Digital Special Edition (March 2021 Update)
In recent years, public discourse in Singapore has taken a decidedly historical turn. Government-led initiatives, most notably SG50 in 2015 and the Singapore Bicentennial in 2019, have attracted significant public interest while igniting controversy over issues once taken for granted, such as the status of Stamford Raffles as the founder of modern Singapore. Ground-up heritage initiatives, frequently led by young people, have also proliferated.1 Against this backdrop, history can pose challenging policy questions, even as it has the potential to inform present-day policy debates.
To better address historical controversies (“history as public policy”) and leverage history for decision-making (“history for public policy”), we need to embark on a whole-of-society journey towards historical literacy. Historical literacy does not simply mean a knowledge of trivia about the past, useful as this might be for pub quizzes. Instead, historical literacy is the capacity for “thinking in time”,2 and for seeing the multifaceted ways in which the past has shaped the present. This article discusses the place of history in policymaking and suggests some ways in which public agencies can bolster historical literacy.
Historical literacy is the capacity for “thinking in time”, and for seeing the multifaceted ways in which the past has shaped the present.
History as Public Policy
History is not the sole province of the state, but public agencies are nevertheless responsible for decisions that relate to heritage, commemoration, and our nation’s collective memory.
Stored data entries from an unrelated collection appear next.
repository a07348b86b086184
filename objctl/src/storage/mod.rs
//! Local configuration storage

pub mod layout;
pub mod settings;
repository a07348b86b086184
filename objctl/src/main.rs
//! objctl - Entry Point

use std::process::ExitCode;

use clap::Parser;
use tracing::error;

use objctl::cli::Cli;
use objctl::commands::dispatch;
use objctl::logs::{init_logging, LogOptions};
use objctl::storage::layout;
use objctl::storage::settings::Settings;

#[tokio::main(flavor = "current_thread")]
async fn main() -> ExitCode {
    let cli = Cli::parse();

    let config_file = layout::config_file(cli.config.clone());
    let settings = Settings::load(&config_file).await;

    let log_options = LogOptions {
        log_level: cli.log_level(settings.as_ref().ok().and_then(|s| s.log_level)),
        json_format: cli.log_json,
    };
    if let Err(e) = init_logging(log_options) {
        eprintln!("Failed to initialize logging: {e}");
    }

    let settings = match settings {
        Ok(settings) => settings,
        Err(e) => {
            error!("{}", e);
            return ExitCode::FAILURE;
        }
    };

    match dispatch(&cli.command, settings, &config_file, cli.context.as_deref()).await {
        Ok(()) => ExitCode::SUCCESS,
        Err(e) => {
            error!("{:#}", e);
            ExitCode::FAILURE
        }
    }
}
These decisions range from the naming of buildings and MRT stations, to the preservation and conservation of historic sites, to the marking of anniversaries such as SPF200 or NS50.3 Given that the past consists of an infinite number of individuals and events, each of these decisions presents a dilemma of what, officially, to remember or to forget.
Governments have traditionally mobilised history to foster a shared sense of inheritance and destiny.4 Today, however, orthodox historical narratives are increasingly being contested. Globally, nationalist movements on the political right have wielded idealised visions of the past to reject the modern-day realities of globalisation. In the West, the Far-Right has, for instance, appropriated the imagery of medieval Europe to espouse nostalgia for a racial purity at odds with what scholars agree to be the demographic reality of the European Middle Ages.5 Conversely, on the global political left, ideas from post-colonialism and post-modernism have sparked fresh debates around historical names, monuments, and symbols. In the United States, for example, the killing of George Floyd in May 2020 led to protests over police brutality, which in turn ignited widespread demands for the removal of Confederate statues. This directly mirrors the 2015 Rhodes Must Fall movement, where students in Britain and South Africa have called for the removal of statues of the colonialist Cecil Rhodes.
Today, orthodox historical narratives are increasingly being contested.
While Singapore’s context is unique, we are unlikely to be spared such tremors. Neither is historical controversy unfamiliar to us. For instance, how Stamford Raffles should be remembered was a matter vigorously debated soon after independence.6 As S. Rajaratnam recalled, there were “well-meaning patriots in Singapore who were all for casting the Raffles statue…into what was then the revoltingly filthy and smelly Singapore River”.7 The eventual decision to retain the Raffles statue at Victoria Memorial Hall was motivated in no small part by the need to signal Singapore’s continued openness to Western investment. In fact, the retention of the statue was one of the first recommendations by Dutch economist Albert Winsemius when he was appointed technical adviser to the Singapore government.8
In 2019, following the re-evaluation of Raffles’ legacy during the Singapore Bicentennial, a handful of commentators have again called for the removal of his statue.9 If global trends provide any indication, it is not unimaginable that such calls will grow louder. A kneejerk reaction to such calls may be to cry out against the erasure of history. On further reflection, however, it is important to see such decisions about what to commemorate as themselves the product of a historical moment.
How, then, should public agencies navigate such historical controversies?
First, public agencies should begin from the premise that all history is subject to debate and revision. We must remain open to new evidence which challenges prevailing historical interpretations. For example, recent archaeological discoveries have revealed that pre-colonial Singapore was not a sleepy fishing village, but a thriving regional port city. Moreover, the fragmentary nature of historical evidence leads to diverse interpretations, depending on the questions we ask of the past. Not all interpretations may be equally valid, but neither does history lend itself to absolute truths. While there is value to tradition, continuity, and closure, every generation of Singaporeans must also have the opportunity to review prevailing narratives and decide if they remain fit-for-purpose.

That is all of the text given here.